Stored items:

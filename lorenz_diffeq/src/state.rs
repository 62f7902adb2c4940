use std::{
    fmt::Debug,
    ops::{AddAssign, Deref, DerefMut, MulAssign},
};

/// Trait representing an integrable state for use in ODE solvers.
///
/// The Runge-Kutta stages are assembled in place, so states only need
/// scaling by a scalar and accumulation of another state. The derivative
/// of a state is represented by the same type.
pub trait Integrable: Clone + Debug + Default + MulAssign<f64> + for<'a> AddAssign<&'a Self> {
    /// Returns false if any component of the state is NaN or infinite.
    fn is_finite(&self) -> bool;
}

/// A fixed-size array wrapper representing a generic state vector with `N` f64 components.
#[derive(Clone, Copy, Debug, PartialEq)]
pub struct StateArray<const N: usize>([f64; N]);

impl<const N: usize> StateArray<N> {
    /// Constructs a new `StateArray` from an array of `f64`.
    pub fn new(array: [f64; N]) -> Self {
        Self(array)
    }
}

impl<const N: usize> Default for StateArray<N> {
    fn default() -> Self {
        Self([0.0; N])
    }
}

impl<const N: usize> AddAssign<&Self> for StateArray<N> {
    fn add_assign(&mut self, rhs: &Self) {
        for i in 0..N {
            self.0[i] += rhs.0[i];
        }
    }
}

impl<const N: usize> MulAssign<f64> for StateArray<N> {
    fn mul_assign(&mut self, rhs: f64) {
        for i in 0..N {
            self.0[i] *= rhs;
        }
    }
}

impl<const N: usize> Integrable for StateArray<N> {
    fn is_finite(&self) -> bool {
        self.0.iter().all(|v| v.is_finite())
    }
}

impl<const N: usize> Deref for StateArray<N> {
    type Target = [f64; N];

    fn deref(&self) -> &Self::Target {
        &self.0
    }
}

impl<const N: usize> DerefMut for StateArray<N> {
    fn deref_mut(&mut self) -> &mut Self::Target {
        &mut self.0
    }
}

#[cfg(test)]
mod tests {
    use super::*;

    #[test]
    fn test_state_array_arithmetic() {
        let mut a = StateArray::new([1.0, 2.0, 3.0]);
        let b = StateArray::new([0.5, 0.5, 0.5]);
        a += &b;
        a *= 2.0;
        assert_eq!(*a, [3.0, 5.0, 7.0]);
    }

    #[test]
    fn test_state_array_is_finite() {
        assert!(StateArray::new([1.0, -1e300]).is_finite());
        assert!(!StateArray::new([1.0, f64::NAN]).is_finite());
        assert!(!StateArray::new([f64::INFINITY, 0.0]).is_finite());
    }
}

Action item → Every line above that holds the word "DerefMut" needs to be copied.

Output for this task →
    ops::{AddAssign, Deref, DerefMut, MulAssign},
impl<const N: usize> DerefMut for StateArray<N> {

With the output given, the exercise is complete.